Von kritikbereiten Bürgern
Haus der Demokratie: Debatte im Architekturmuseum
Manchmal kommen die interessantesten Beiträge einer Diskussionsveranstaltung aus dem Publikum. Unter der Überschrift "Neue alte Paulskirche" hatten im Deutschen Architekturmuseum drei Spezialisten für Architektur und Demokratie mit Oberbürgermeister Peter Feldmann (SPD) über ein künftiges Demokratiezentrum in der Nähe der noch zu sanierenden Paulskirche debattiert. Aus den Reihen der engagierten Zuhörer folgten Fragen und Einwände: "Ein eigenes Demokratiezentrum hat etwas Autoritäres", war zu vernehmen, und: "Wird die Paulskirche damit nicht entwertet?"

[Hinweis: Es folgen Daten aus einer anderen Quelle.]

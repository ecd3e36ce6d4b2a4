//! Configuration for the Second Brain service
//!
//! Settings are layered, later sources winning:
//! 1. Built-in defaults
//! 2. Optional `second-brain.toml` in the working directory (or `--config <path>`)
//! 3. `BRAIN_*` environment variables, `__` separating sections
//!    (e.g. `BRAIN_AI__MODEL`, `BRAIN_DATABASE__URL`)
//!
//! Provider keys also fall back to the well-known `GEMINI_API_KEY` /
//! `ANTHROPIC_API_KEY` variables, and the remote database token to
//! `TURSO_AUTH_TOKEN`.

use crate::error::{BrainError, Result};
use crate::services::llm::{LlmHttpConfig, ProviderConfig, ProviderKind, RetryPolicy};
use crate::storage::ConnectionMode;
use config::{Config, Environment, File};
use secrecy::{ExposeSecret, SecretString};
use serde::Deserialize;
use std::env;
use std::net::SocketAddr;
use std::path::{Path, PathBuf};
use std::time::Duration;
use tracing::debug;

/// Base name of the optional config file
const CONFIG_FILE_NAME: &str = "second-brain";

/// Prefix for environment overrides
const ENV_PREFIX: &str = "BRAIN";

/// Default on-disk database location
pub fn default_db_path() -> PathBuf {
    dirs::data_local_dir()
        .unwrap_or_else(|| PathBuf::from("."))
        .join("second-brain")
        .join("brain.db")
}

/// Raw layered configuration, before validation
#[derive(Debug, Deserialize)]
struct SettingsFile {
    server: ServerSection,
    database: DatabaseSection,
    public_base_url: String,
    ai: AiSection,
}

#[derive(Debug, Deserialize)]
struct ServerSection {
    addr: String,
}

#[derive(Debug, Deserialize)]
struct DatabaseSection {
    url: String,
    auth_token: Option<String>,
}

#[derive(Debug, Deserialize)]
struct AiSection {
    provider: String,
    api_key: Option<String>,
    model: Option<String>,
    endpoint: Option<String>,
    temperature: f64,
    max_output_tokens: u32,
    max_retries: u32,
    initial_backoff_ms: u64,
    timeout_ms: u64,
    connect_timeout_ms: u64,
}

/// Fully resolved service settings
#[derive(Debug, Clone)]
pub struct Settings {
    pub server: ServerSettings,
    pub database: DatabaseSettings,
    /// Base URL used to build public item links
    pub public_base_url: String,
    pub ai: AiSettings,
}

#[derive(Debug, Clone)]
pub struct ServerSettings {
    pub addr: SocketAddr,
}

#[derive(Debug, Clone)]
pub struct DatabaseSettings {
    /// Local path, `file:` URL, or `libsql://` remote URL
    pub url: String,
    pub auth_token: Option<SecretString>,
}

impl DatabaseSettings {
    pub fn connection_mode(&self) -> Result<ConnectionMode> {
        let token = self
            .auth_token
            .as_ref()
            .map(|t| t.expose_secret().to_string());
        ConnectionMode::from_url(&self.url, token)
    }
}

#[derive(Debug, Clone)]
pub struct AiSettings {
    pub provider: ProviderKind,
    pub api_key: Option<SecretString>,
    pub model: String,
    pub endpoint: String,
    pub temperature: f32,
    pub max_output_tokens: u32,
    pub max_retries: u32,
    pub initial_backoff_ms: u64,
    pub timeout_ms: u64,
    pub connect_timeout_ms: u64,
}

impl AiSettings {
    pub fn provider_config(&self) -> ProviderConfig {
        ProviderConfig {
            api_key: self.api_key.clone(),
            model: self.model.clone(),
            endpoint: self.endpoint.clone(),
            temperature: self.temperature,
            max_output_tokens: self.max_output_tokens,
        }
    }

    pub fn http_config(&self) -> LlmHttpConfig {
        LlmHttpConfig {
            timeout_ms: self.timeout_ms,
            connect_timeout_ms: self.connect_timeout_ms,
        }
    }

    pub fn retry_policy(&self) -> RetryPolicy {
        RetryPolicy::new(
            self.max_retries,
            Duration::from_millis(self.initial_backoff_ms),
        )
    }
}

impl Settings {
    /// Load settings from defaults, the config file and the environment
    ///
    /// With `path` set the file must exist; otherwise `second-brain.toml`
    /// is used when present.
    pub fn load(path: Option<&Path>) -> Result<Self> {
        let file_source = match path {
            Some(path) => File::from(path).required(true),
            None => File::with_name(CONFIG_FILE_NAME).required(false),
        };

        let raw: SettingsFile = Self::defaults()?
            .add_source(file_source)
            .add_source(
                Environment::with_prefix(ENV_PREFIX)
                    .prefix_separator("_")
                    .separator("__")
                    .try_parsing(true),
            )
            .build()?
            .try_deserialize()?;

        Self::from_file(raw)
    }

    /// Built-in defaults only, ignoring files and the environment
    pub fn builtin() -> Result<Self> {
        let raw: SettingsFile = Self::defaults()?.build()?.try_deserialize()?;
        Self::from_file(raw)
    }

    fn defaults() -> Result<config::ConfigBuilder<config::builder::DefaultState>> {
        let db_path = default_db_path().to_string_lossy().into_owned();

        Ok(Config::builder()
            .set_default("server.addr", "127.0.0.1:3000")?
            .set_default("database.url", db_path)?
            .set_default("public_base_url", "http://localhost:3000")?
            .set_default("ai.provider", ProviderKind::default().as_str())?
            .set_default("ai.temperature", 0.7)?
            .set_default("ai.max_output_tokens", 500)?
            .set_default("ai.max_retries", 5)?
            .set_default("ai.initial_backoff_ms", 2000)?
            .set_default("ai.timeout_ms", 30_000)?
            .set_default("ai.connect_timeout_ms", 3_000)?)
    }

    /// Validate the raw layers and apply provider-specific fallbacks
    fn from_file(raw: SettingsFile) -> Result<Self> {
        let addr: SocketAddr = raw.server.addr.parse().map_err(|e| {
            BrainError::Config(config::ConfigError::Message(format!(
                "Invalid server.addr '{}': {}",
                raw.server.addr, e
            )))
        })?;

        let provider = ProviderKind::parse(&raw.ai.provider)
            .map_err(|e| BrainError::Config(config::ConfigError::Message(e.to_string())))?;

        let api_key = non_empty(raw.ai.api_key).or_else(|| {
            let var = provider.api_key_env();
            let key = non_empty(env::var(var).ok());
            if key.is_some() {
                debug!("Using API key from {} environment variable", var);
            }
            key
        });

        let auth_token = non_empty(raw.database.auth_token)
            .or_else(|| non_empty(env::var("TURSO_AUTH_TOKEN").ok()));

        Ok(Self {
            server: ServerSettings { addr },
            database: DatabaseSettings {
                url: raw.database.url,
                auth_token: auth_token.map(|t| SecretString::new(t.into())),
            },
            public_base_url: raw.public_base_url.trim_end_matches('/').to_string(),
            ai: AiSettings {
                provider,
                api_key: api_key.map(|k| SecretString::new(k.into())),
                model: non_empty(raw.ai.model)
                    .unwrap_or_else(|| provider.default_model().to_string()),
                endpoint: non_empty(raw.ai.endpoint)
                    .unwrap_or_else(|| provider.default_endpoint().to_string()),
                temperature: raw.ai.temperature as f32,
                max_output_tokens: raw.ai.max_output_tokens,
                max_retries: raw.ai.max_retries,
                initial_backoff_ms: raw.ai.initial_backoff_ms,
                timeout_ms: raw.ai.timeout_ms,
                connect_timeout_ms: raw.ai.connect_timeout_ms,
            },
        })
    }
}

fn non_empty(value: Option<String>) -> Option<String> {
    value.filter(|v| !v.trim().is_empty())
}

Und weiter: Wie wäre es mit dezentralen Orten für eine Demokratiedebatte, die in der Paulskirche als "virtuelles Bild" gebündelt werden könnten? Bei nur 28 Veranstaltungen jährlich könnte man die Paulskirche doch selbst als Demokratiezentrum nutzen statt einen Neubau zu errichten, hieß es. Dafür müsste man weder Bäume auf dem Paulsplatz fällen noch der Stadtkämmerei aufs Dach steigen oder gar die Walter-Kolb-Eiche auf dem Parkplatz neben der Paulskirche fällen.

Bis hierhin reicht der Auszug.